» **LISTED ENTRIES**
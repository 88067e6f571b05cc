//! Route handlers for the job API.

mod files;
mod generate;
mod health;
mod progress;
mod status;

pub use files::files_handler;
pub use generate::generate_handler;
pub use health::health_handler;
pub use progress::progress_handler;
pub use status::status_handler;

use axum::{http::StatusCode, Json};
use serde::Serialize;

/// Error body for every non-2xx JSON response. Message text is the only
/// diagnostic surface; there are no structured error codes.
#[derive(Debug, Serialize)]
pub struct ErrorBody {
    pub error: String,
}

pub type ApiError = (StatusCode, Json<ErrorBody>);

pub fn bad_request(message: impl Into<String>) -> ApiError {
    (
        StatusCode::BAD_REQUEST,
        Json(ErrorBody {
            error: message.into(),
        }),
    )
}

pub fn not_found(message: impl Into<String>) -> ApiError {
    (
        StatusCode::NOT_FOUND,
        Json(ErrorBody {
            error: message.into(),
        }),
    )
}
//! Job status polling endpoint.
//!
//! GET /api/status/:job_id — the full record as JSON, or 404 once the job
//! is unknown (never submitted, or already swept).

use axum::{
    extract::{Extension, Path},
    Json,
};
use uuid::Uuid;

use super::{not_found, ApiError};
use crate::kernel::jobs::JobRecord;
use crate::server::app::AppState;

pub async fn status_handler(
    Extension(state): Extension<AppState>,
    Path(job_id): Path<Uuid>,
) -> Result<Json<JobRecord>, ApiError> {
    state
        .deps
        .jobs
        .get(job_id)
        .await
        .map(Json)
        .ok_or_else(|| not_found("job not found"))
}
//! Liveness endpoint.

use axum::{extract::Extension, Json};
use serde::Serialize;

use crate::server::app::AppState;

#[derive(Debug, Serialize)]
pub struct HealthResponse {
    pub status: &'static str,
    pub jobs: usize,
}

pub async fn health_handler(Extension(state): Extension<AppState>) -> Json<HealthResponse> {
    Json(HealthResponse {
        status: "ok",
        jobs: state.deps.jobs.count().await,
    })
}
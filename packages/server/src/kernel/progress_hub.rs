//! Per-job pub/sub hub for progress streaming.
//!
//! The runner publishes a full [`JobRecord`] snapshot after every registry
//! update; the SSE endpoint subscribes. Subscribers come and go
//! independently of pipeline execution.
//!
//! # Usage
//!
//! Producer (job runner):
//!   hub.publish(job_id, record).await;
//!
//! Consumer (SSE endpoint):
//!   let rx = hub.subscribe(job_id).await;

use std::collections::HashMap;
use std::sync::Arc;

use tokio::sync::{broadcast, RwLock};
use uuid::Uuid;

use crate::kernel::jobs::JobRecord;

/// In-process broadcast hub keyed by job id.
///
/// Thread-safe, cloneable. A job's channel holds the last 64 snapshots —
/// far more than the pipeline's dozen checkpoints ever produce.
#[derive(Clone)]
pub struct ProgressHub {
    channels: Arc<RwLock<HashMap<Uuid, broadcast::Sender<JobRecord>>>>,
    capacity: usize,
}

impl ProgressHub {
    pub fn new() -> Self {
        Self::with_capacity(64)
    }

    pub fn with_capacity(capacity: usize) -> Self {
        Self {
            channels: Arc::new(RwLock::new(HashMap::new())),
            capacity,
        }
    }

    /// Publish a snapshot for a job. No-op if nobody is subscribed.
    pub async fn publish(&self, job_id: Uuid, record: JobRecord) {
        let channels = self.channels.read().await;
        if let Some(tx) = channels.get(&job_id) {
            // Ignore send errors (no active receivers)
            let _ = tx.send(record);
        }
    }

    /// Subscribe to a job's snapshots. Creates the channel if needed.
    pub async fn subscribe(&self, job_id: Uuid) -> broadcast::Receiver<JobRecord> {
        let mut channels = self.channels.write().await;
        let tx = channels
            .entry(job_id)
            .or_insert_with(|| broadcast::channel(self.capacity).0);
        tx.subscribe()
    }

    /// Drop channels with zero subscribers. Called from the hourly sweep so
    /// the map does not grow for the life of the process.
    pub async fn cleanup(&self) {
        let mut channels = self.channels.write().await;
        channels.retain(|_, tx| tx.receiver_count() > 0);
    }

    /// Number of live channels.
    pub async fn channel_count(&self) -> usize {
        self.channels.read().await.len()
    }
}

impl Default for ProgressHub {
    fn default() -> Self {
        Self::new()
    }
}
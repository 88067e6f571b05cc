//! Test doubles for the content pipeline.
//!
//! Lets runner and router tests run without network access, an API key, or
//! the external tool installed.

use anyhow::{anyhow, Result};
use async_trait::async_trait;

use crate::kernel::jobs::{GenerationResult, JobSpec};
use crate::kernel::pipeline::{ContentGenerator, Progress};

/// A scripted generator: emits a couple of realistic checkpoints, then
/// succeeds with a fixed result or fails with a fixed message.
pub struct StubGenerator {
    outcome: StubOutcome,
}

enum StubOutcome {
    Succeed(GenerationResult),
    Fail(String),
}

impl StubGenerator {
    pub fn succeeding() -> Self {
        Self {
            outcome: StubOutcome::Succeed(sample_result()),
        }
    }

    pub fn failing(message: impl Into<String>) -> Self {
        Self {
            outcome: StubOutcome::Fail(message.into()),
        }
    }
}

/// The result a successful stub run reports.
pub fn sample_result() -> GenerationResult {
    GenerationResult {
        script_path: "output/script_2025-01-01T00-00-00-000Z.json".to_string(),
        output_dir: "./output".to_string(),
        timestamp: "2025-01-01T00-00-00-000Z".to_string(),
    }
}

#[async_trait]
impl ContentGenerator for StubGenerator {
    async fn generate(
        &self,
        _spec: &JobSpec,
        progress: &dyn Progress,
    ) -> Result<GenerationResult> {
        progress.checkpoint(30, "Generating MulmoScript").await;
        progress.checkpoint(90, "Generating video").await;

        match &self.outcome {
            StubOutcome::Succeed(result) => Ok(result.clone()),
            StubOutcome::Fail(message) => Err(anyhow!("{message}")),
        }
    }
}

==

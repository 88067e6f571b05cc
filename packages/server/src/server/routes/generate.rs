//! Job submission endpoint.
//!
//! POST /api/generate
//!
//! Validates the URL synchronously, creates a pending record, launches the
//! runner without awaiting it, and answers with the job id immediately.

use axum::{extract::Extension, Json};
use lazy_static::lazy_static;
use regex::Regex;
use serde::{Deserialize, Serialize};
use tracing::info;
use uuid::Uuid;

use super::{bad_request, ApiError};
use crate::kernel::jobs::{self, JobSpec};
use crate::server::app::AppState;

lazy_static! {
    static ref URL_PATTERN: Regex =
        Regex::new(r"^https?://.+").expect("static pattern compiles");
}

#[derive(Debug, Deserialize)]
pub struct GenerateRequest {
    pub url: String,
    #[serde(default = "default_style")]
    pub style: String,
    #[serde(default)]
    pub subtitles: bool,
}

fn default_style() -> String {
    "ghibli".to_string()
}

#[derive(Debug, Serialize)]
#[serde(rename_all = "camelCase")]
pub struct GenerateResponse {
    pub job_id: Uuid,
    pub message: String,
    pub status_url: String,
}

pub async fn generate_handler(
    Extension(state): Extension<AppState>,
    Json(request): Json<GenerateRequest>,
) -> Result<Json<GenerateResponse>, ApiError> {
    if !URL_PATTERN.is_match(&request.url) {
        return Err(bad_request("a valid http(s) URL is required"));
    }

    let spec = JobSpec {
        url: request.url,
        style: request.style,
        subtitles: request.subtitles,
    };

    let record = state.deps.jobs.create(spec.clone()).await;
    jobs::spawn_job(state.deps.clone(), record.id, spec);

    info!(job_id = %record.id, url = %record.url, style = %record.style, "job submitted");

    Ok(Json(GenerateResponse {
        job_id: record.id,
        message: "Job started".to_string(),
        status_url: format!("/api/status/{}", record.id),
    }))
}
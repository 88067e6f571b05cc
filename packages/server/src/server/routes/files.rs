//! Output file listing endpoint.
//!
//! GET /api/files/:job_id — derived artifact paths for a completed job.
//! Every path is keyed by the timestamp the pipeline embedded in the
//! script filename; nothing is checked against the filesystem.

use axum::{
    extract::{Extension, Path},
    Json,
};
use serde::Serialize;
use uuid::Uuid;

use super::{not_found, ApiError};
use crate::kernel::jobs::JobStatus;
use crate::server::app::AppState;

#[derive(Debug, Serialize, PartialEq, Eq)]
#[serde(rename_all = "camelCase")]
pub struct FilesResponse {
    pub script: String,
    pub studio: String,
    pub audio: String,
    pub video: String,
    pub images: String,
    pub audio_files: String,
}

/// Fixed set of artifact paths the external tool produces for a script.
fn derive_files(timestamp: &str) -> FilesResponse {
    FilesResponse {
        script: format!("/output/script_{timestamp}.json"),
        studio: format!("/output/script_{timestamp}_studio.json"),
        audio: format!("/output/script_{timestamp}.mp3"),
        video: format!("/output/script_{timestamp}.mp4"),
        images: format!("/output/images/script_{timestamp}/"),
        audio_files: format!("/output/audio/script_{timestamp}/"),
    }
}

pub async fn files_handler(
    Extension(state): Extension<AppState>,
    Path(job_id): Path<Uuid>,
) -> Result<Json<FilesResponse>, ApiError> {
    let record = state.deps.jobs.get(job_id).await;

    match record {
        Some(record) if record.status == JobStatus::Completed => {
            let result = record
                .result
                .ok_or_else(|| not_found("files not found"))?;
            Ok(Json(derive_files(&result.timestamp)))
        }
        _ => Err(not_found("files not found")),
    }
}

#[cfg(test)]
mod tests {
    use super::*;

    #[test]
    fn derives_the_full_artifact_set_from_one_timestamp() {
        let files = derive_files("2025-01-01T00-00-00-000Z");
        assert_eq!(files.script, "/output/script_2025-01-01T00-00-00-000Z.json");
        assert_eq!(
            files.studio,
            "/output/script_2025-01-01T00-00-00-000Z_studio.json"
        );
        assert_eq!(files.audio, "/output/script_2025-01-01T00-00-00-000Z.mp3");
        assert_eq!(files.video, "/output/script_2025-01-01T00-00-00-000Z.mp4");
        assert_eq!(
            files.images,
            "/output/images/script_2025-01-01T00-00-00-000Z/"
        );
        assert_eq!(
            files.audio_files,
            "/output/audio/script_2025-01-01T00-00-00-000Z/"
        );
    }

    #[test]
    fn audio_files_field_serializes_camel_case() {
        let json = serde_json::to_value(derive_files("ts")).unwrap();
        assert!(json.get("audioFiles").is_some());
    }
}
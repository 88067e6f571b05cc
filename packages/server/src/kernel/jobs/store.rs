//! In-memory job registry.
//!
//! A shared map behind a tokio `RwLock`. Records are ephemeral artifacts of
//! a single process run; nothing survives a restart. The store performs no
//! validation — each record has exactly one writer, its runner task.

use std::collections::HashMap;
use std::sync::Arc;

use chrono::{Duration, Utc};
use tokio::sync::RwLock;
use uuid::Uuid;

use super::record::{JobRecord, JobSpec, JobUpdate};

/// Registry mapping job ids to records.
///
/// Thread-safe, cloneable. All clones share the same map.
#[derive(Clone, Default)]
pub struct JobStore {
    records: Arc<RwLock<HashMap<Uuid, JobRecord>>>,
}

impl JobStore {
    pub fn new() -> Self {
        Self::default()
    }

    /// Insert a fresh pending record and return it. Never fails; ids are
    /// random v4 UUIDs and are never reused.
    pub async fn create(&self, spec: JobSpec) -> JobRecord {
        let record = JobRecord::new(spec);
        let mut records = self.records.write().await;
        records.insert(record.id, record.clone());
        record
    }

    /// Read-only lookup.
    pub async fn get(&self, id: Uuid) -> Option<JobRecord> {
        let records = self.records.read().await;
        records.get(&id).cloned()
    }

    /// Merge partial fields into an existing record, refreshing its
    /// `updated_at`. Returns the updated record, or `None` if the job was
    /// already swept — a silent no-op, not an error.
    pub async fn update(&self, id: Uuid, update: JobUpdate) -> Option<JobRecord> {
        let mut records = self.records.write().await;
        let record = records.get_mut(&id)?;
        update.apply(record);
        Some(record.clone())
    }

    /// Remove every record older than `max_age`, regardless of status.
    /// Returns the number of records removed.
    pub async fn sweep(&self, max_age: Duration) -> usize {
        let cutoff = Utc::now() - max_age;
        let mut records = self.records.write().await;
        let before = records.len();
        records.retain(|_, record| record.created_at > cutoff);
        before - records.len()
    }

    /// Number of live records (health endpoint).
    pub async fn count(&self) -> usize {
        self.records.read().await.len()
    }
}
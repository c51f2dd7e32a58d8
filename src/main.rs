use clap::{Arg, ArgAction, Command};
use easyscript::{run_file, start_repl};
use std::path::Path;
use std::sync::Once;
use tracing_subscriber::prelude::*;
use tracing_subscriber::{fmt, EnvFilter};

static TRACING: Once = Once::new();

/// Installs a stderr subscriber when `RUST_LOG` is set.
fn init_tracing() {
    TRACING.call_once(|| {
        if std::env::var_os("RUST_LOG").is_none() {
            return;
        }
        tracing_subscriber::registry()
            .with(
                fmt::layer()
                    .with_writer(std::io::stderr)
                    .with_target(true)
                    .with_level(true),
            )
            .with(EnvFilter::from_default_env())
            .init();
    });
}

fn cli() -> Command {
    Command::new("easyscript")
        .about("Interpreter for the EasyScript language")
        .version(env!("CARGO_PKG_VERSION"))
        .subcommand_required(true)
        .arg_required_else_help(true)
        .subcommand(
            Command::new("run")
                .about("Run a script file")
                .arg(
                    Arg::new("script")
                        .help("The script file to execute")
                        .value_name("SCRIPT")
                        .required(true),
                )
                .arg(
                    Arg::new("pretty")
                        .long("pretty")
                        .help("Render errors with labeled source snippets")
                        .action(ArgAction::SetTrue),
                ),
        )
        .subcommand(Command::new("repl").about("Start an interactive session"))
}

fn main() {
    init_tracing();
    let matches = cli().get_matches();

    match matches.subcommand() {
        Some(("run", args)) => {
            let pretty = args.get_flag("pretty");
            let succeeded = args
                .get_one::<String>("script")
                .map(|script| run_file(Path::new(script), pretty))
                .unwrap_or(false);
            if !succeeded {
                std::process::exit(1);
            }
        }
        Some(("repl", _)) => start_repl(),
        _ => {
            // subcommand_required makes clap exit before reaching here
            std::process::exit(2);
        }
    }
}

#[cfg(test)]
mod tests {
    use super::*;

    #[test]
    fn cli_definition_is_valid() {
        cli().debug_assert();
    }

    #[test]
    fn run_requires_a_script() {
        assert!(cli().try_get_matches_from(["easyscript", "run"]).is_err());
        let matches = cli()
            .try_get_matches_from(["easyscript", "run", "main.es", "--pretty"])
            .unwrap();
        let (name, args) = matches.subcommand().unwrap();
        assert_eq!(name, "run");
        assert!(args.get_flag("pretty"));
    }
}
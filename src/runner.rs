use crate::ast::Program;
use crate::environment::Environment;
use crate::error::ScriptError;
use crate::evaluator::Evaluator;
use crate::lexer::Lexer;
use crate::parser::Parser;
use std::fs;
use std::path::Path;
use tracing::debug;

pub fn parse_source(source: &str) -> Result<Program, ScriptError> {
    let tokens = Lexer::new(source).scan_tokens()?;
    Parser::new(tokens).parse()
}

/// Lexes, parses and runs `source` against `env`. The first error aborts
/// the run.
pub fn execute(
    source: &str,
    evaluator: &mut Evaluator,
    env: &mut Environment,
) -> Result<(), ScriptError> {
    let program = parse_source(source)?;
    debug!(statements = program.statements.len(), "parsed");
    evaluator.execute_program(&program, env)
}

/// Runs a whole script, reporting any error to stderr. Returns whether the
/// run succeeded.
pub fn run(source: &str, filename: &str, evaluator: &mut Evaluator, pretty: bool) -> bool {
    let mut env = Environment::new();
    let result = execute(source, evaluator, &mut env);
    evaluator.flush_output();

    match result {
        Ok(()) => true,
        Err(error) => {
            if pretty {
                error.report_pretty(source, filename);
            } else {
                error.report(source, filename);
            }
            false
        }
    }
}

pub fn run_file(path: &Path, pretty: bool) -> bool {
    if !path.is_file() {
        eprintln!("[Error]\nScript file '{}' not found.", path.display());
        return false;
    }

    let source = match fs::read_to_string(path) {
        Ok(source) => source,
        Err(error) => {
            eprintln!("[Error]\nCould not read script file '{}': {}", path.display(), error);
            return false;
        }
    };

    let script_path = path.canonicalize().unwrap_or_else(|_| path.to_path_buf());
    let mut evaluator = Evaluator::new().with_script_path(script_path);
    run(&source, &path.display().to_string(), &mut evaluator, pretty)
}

» **WHAT THE EXERCISE ASKS**
Scanning the data above, copy out every line where "about" is found.

» **WRITTEN ANSWER**
        .about("Interpreter for the EasyScript language")
                .about("Run a script file")
        .subcommand(Command::new("repl").about("Start an interactive session"))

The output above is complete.